Until politicians shape up, we should all be independents

The ongoing attempt to cobble together a health care bill has given us a priceless opportunity to see government in action. It was a “teachable moment,” as the president likes to say. The lesson in this case was that politicians are inherently incapable of reforming anything.

Reform requires pain and sacrifice. Reforming health care would require special interests to give up some benefits or sources of profit. But politicians hold power precisely by pandering to special interests, dispensing favors to those who support them and penalties to those who don’t. Insurance companies, pharmaceuticals, labor unions, lobbyists for retired persons were bought off. Then the disgraceful payoffs to hold-out politicians commenced. The goal of the bill wasn’t to reform health care but to get control of it, to make the industry subservient to political power.

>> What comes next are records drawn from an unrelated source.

//! Pipeline statistics.

use std::time::Duration;

use contracts::ParticipantId;
use dispatch::DispatchSnapshot;
use observability::RelaySummary;

/// Statistics from a pipeline run
#[derive(Debug, Clone, Default)]
pub struct PipelineStats {
    /// Frames produced by the simulated speakers
    pub frames_produced: u64,

    /// Dispatch counters captured when the relay shut down
    pub dispatch: DispatchSnapshot,

    /// Packets drained per listener queue
    pub delivered: Vec<(ParticipantId, u64)>,

    /// Packets dropped because a listener queue was full
    pub packets_dropped: u64,

    /// Aggregated dispatch statistics
    pub summary: Option<RelaySummary>,

    /// Total duration of the pipeline run
    pub duration: Duration,

    /// Number of connected listeners
    pub listeners: usize,

    /// Number of simulated speakers
    pub speakers: usize,
}

impl PipelineStats {
    /// Calculate frames per second throughput
    pub fn fps(&self) -> f64 {
        if self.duration.as_secs_f64() > 0.0 {
            self.dispatch.frames_dispatched as f64 / self.duration.as_secs_f64()
        } else {
            0.0
        }
    }

    /// Calculate drop rate as percentage of sent plus dropped packets
    #[allow(dead_code)]
    pub fn drop_rate(&self) -> f64 {
        let total = self.dispatch.packets_sent + self.packets_dropped;
        if total > 0 {
            (self.packets_dropped as f64 / total as f64) * 100.0
        } else {
            0.0
        }
    }

    /// Print detailed summary
    pub fn print_summary(&self) {
        println!("\n╔══════════════════════════════════════════════════════════════╗");
        println!("║                    Relay Statistics                          ║");
        println!("╚══════════════════════════════════════════════════════════════╝\n");

        println!("📊 Overview");
        println!("   ├─ Duration: {:.2}s", self.duration.as_secs_f64());
        println!("   ├─ Frames produced: {}", self.frames_produced);
        println!("   ├─ Frames dispatched: {}", self.dispatch.frames_dispatched);
        println!("   ├─ FPS: {:.2}", self.fps());
        println!("   ├─ Speakers: {}", self.speakers);
        println!("   └─ Listeners: {}", self.listeners);

        println!("\n📈 Dispatch Counters");
        println!("   ├─ Frames received: {}", self.dispatch.frames_received);
        println!("   ├─ Rejected at intake: {}", self.dispatch.frames_rejected);
        println!("   ├─ Canceled by policy: {}", self.dispatch.frames_canceled);
        println!("   ├─ Packets sent: {}", self.dispatch.packets_sent);
        println!("   ├─ Send failures: {}", self.dispatch.send_failures);
        println!("   └─ Dropped on full queues: {}", self.packets_dropped);

        if !self.delivered.is_empty() {
            println!("\n🔊 Delivered per Listener");
            for (i, (listener, count)) in self.delivered.iter().enumerate() {
                let prefix = if i == self.delivered.len() - 1 {
                    "└─"
                } else {
                    "├─"
                };
                println!("   {} {}: {}", prefix, listener, count);
            }
        }

        if let Some(ref summary) = self.summary {
            println!("\n{}", summary);
        }

        println!();
    }
}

It was a seat-of-the-pants enterprise from day one. Rather than addressing the perverse incentives that drive up costs, the politicians decreed costly new entitlements. Blithe promises of savings were routinely refuted by the government’s own budget office. Every day revealed negative consequence of deals cut the day before. The legislative alchemists tweaked and dickered until their pet mongrel ballooned into a 2,700 page Cerberus that none of them understood and few had even read. They’d created another bureaucratic tangle of loopholes, kickbacks, subsidies, regulations and exceptions. It was a monument to naked bribery, willful incompetence and shameless mendacity.

But don’t attribute this sordid spectacle to some genetic defect of the party in power. Rather, it’s a revelation of the way politics works, regardless of party. Politicians pursue their own self-interest and the interests of powerful lobbies. They spend enormous amounts of energy and money to protect themselves from competition and to prevent voters from unseating them. That’s why the Constitution was designed to frustrate them rather than make it easy for them to “get things done.”

Politics as it operates today fails to serve the general welfare. The general welfare has no lobbyist, no war chest other than millions of taxpayers’ thin, defenseless wallets.

The mystery is why people continue to put so much blind faith in politicians. Most of them have no experience outside of politics. How can anyone imagine they’re qualified to run the banks or change the climate? What were people thinking who swooned over Obama’s promise to “change the world,” a prospect that should have inspired dread rather than rapture?

Politicians glibly blame the “greedy” private sector, but they’re strangely silent about the role they played in creating the economic collapse. How can they improve their performance if they refuse to recognize their own mistakes? The president himself said, “We face a deficit of trust — deep and corrosive doubts about how Washington works…” How can he in the same breath ask Americans to acquiesce in a radical expansion of Washington’s power?

A curious notion supported by some dubious study claims that independent voters are “less informed” than diehard partisans. Common sense would suggest the opposite. Blind allegiance to either party seems lazy, thoughtless. It’s more likely that independents are the ones who do their homework, judge each candidate on his merits and refuse to give any candidate support just because he’s a Democrat or a Republican. Independents looked at the health care bill without partisan blinders and gave it a thumbs down. The statement they made in Massachusetts recently was hardly an endorsement of the disheveled Republican Party. It was a rejection of the political status quo. Independents aren’t knee-jerk obstructionists. They’re not polarized. They’re united in disgust.

A politician worth voting for should be at war with his own party. Wouldn’t it be encouraging to hear a Democrat chastise the teachers unions for blockading educational reform or a Republican tell his xenophobic constituents that our long-term vitality depends on immigration? Until politicians recover some identifiable principles, we should all be independents. Politicians shouldn’t think they have us in their hip pockets. We should hold their feet to the fire and make them writhe for our precious votes.

— George Gurley, a resident of rural Baldwin City, writes a regular column for the Journal-World.